TASK STATEMENT.
The whole listing below must be repeated exactly.

DATA FOR THIS TASK.
use crate::studio::model::{CharacterField, JsonOutput, OutputKind, SceneOutput, StudioState};

pub const ACTION_SEPARATOR: &str = " -- ACTION: ";

/// Single-scene model: every output carries this id.
pub const SCENE_ID: u32 = 0;

/// Non-empty DNA fields in fixed order joined by single spaces, then the action.
pub fn build_prompt(state: &StudioState) -> String {
    let dna = &state.character_dna;
    let base_prompt = CharacterField::ALL
        .into_iter()
        .map(|field| dna.get(field))
        .filter(|value| !value.is_empty())
        .collect::<Vec<_>>()
        .join(" ");
    format!("{base_prompt}{ACTION_SEPARATOR}{}", state.scene.action)
}

pub fn compose(state: &StudioState, kind: OutputKind) -> JsonOutput {
    let scene = &state.scene;
    let dialogue = |line: &String| match kind {
        OutputKind::Video => Some(line.clone()),
        OutputKind::Image => None,
    };

    JsonOutput {
        scene_id: SCENE_ID,
        character_dna: state.character_dna.clone(),
        scene_data: SceneOutput {
            action: scene.action.clone(),
            dialogue_1: dialogue(&scene.dialogue1),
            dialogue_2: dialogue(&scene.dialogue2),
            dialogue_3: dialogue(&scene.dialogue3),
        },
        final_prompt_for_ai: build_prompt(state),
    }
}

#[cfg(test)]
mod tests {
    use super::*;
    use crate::studio::model::{CharacterDNA, SceneData};
    use serde_json::json;

    fn robot_state() -> StudioState {
        StudioState {
            character_dna: CharacterDNA {
                base_description: "um robô".to_string(),
                clothes: "azul".to_string(),
                ..CharacterDNA::default()
            },
            scene: SceneData {
                action: "caminha".to_string(),
                dialogue1: "Olá".to_string(),
                dialogue2: String::new(),
                dialogue3: "Adeus".to_string(),
            },
            ..StudioState::default()
        }
    }

    #[test]
    fn image_output_matches_expected_document() {
        let output = compose(&robot_state(), OutputKind::Image);
        assert_eq!(output.final_prompt_for_ai, "um robô azul -- ACTION: caminha");
        assert_eq!(output.scene_id, 0);
        assert_eq!(
            serde_json::to_value(&output.scene_data).unwrap(),
            json!({
                "action": "caminha",
                "dialogue_1": null,
                "dialogue_2": null,
                "dialogue_3": null
            })
        );
    }

    #[test]
    fn video_output_passes_dialogue_through_unchanged() {
        let output = compose(&robot_state(), OutputKind::Video);
        assert_eq!(output.scene_data.dialogue_1.as_deref(), Some("Olá"));
        assert_eq!(output.scene_data.dialogue_2.as_deref(), Some(""));
        assert_eq!(output.scene_data.dialogue_3.as_deref(), Some("Adeus"));
    }

    #[test]
    fn empty_fields_add_no_separator() {
        let prompt = build_prompt(&robot_state());
        assert!(!prompt.contains("  "));
    }

    #[test]
    fn all_fields_appear_in_fixed_order() {
        let mut state = StudioState::default();
        for (index, field) in CharacterField::ALL.into_iter().enumerate() {
            state = state.with_dna_field(field, format!("f{index}"));
        }
        assert_eq!(build_prompt(&state), "f0 f1 f2 f3 f4 f5 f6 -- ACTION: ");
    }

    #[test]
    fn empty_state_still_carries_action_marker() {
        assert_eq!(build_prompt(&StudioState::default()), " -- ACTION: ");
    }

    #[test]
    fn dna_is_copied_unfiltered_and_input_is_untouched() {
        let state = robot_state().with_dna_field(CharacterField::Setting, "");
        let before = state.clone();
        let first = compose(&state, OutputKind::Video);
        let second = compose(&state, OutputKind::Video);
        assert_eq!(first, second);
        assert_eq!(first.character_dna, state.character_dna);
        assert_eq!(state, before);
    }
}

RESULT OF THE EXERCISE.
use crate::studio::model::{CharacterField, JsonOutput, OutputKind, SceneOutput, StudioState};

pub const ACTION_SEPARATOR: &str = " -- ACTION: ";

/// Single-scene model: every output carries this id.
pub const SCENE_ID: u32 = 0;

/// Non-empty DNA fields in fixed order joined by single spaces, then the action.
pub fn build_prompt(state: &StudioState) -> String {
    let dna = &state.character_dna;
    let base_prompt = CharacterField::ALL
        .into_iter()
        .map(|field| dna.get(field))
        .filter(|value| !value.is_empty())
        .collect::<Vec<_>>()
        .join(" ");
    format!("{base_prompt}{ACTION_SEPARATOR}{}", state.scene.action)
}

pub fn compose(state: &StudioState, kind: OutputKind) -> JsonOutput {
    let scene = &state.scene;
    let dialogue = |line: &String| match kind {
        OutputKind::Video => Some(line.clone()),
        OutputKind::Image => None,
    };

    JsonOutput {
        scene_id: SCENE_ID,
        character_dna: state.character_dna.clone(),
        scene_data: SceneOutput {
            action: scene.action.clone(),
            dialogue_1: dialogue(&scene.dialogue1),
            dialogue_2: dialogue(&scene.dialogue2),
            dialogue_3: dialogue(&scene.dialogue3),
        },
        final_prompt_for_ai: build_prompt(state),
    }
}

#[cfg(test)]
mod tests {
    use super::*;
    use crate::studio::model::{CharacterDNA, SceneData};
    use serde_json::json;

    fn robot_state() -> StudioState {
        StudioState {
            character_dna: CharacterDNA {
                base_description: "um robô".to_string(),
                clothes: "azul".to_string(),
                ..CharacterDNA::default()
            },
            scene: SceneData {
                action: "caminha".to_string(),
                dialogue1: "Olá".to_string(),
                dialogue2: String::new(),
                dialogue3: "Adeus".to_string(),
            },
            ..StudioState::default()
        }
    }

    #[test]
    fn image_output_matches_expected_document() {
        let output = compose(&robot_state(), OutputKind::Image);
        assert_eq!(output.final_prompt_for_ai, "um robô azul -- ACTION: caminha");
        assert_eq!(output.scene_id, 0);
        assert_eq!(
            serde_json::to_value(&output.scene_data).unwrap(),
            json!({
                "action": "caminha",
                "dialogue_1": null,
                "dialogue_2": null,
                "dialogue_3": null
            })
        );
    }

    #[test]
    fn video_output_passes_dialogue_through_unchanged() {
        let output = compose(&robot_state(), OutputKind::Video);
        assert_eq!(output.scene_data.dialogue_1.as_deref(), Some("Olá"));
        assert_eq!(output.scene_data.dialogue_2.as_deref(), Some(""));
        assert_eq!(output.scene_data.dialogue_3.as_deref(), Some("Adeus"));
    }

    #[test]
    fn empty_fields_add_no_separator() {
        let prompt = build_prompt(&robot_state());
        assert!(!prompt.contains("  "));
    }

    #[test]
    fn all_fields_appear_in_fixed_order() {
        let mut state = StudioState::default();
        for (index, field) in CharacterField::ALL.into_iter().enumerate() {
            state = state.with_dna_field(field, format!("f{index}"));
        }
        assert_eq!(build_prompt(&state), "f0 f1 f2 f3 f4 f5 f6 -- ACTION: ");
    }

    #[test]
    fn empty_state_still_carries_action_marker() {
        assert_eq!(build_prompt(&StudioState::default()), " -- ACTION: ");
    }

    #[test]
    fn dna_is_copied_unfiltered_and_input_is_untouched() {
        let state = robot_state().with_dna_field(CharacterField::Setting, "");
        let before = state.clone();
        let first = compose(&state, OutputKind::Video);
        let second = compose(&state, OutputKind::Video);
        assert_eq!(first, second);
        assert_eq!(first.character_dna, state.character_dna);
        assert_eq!(state, before);
    }
}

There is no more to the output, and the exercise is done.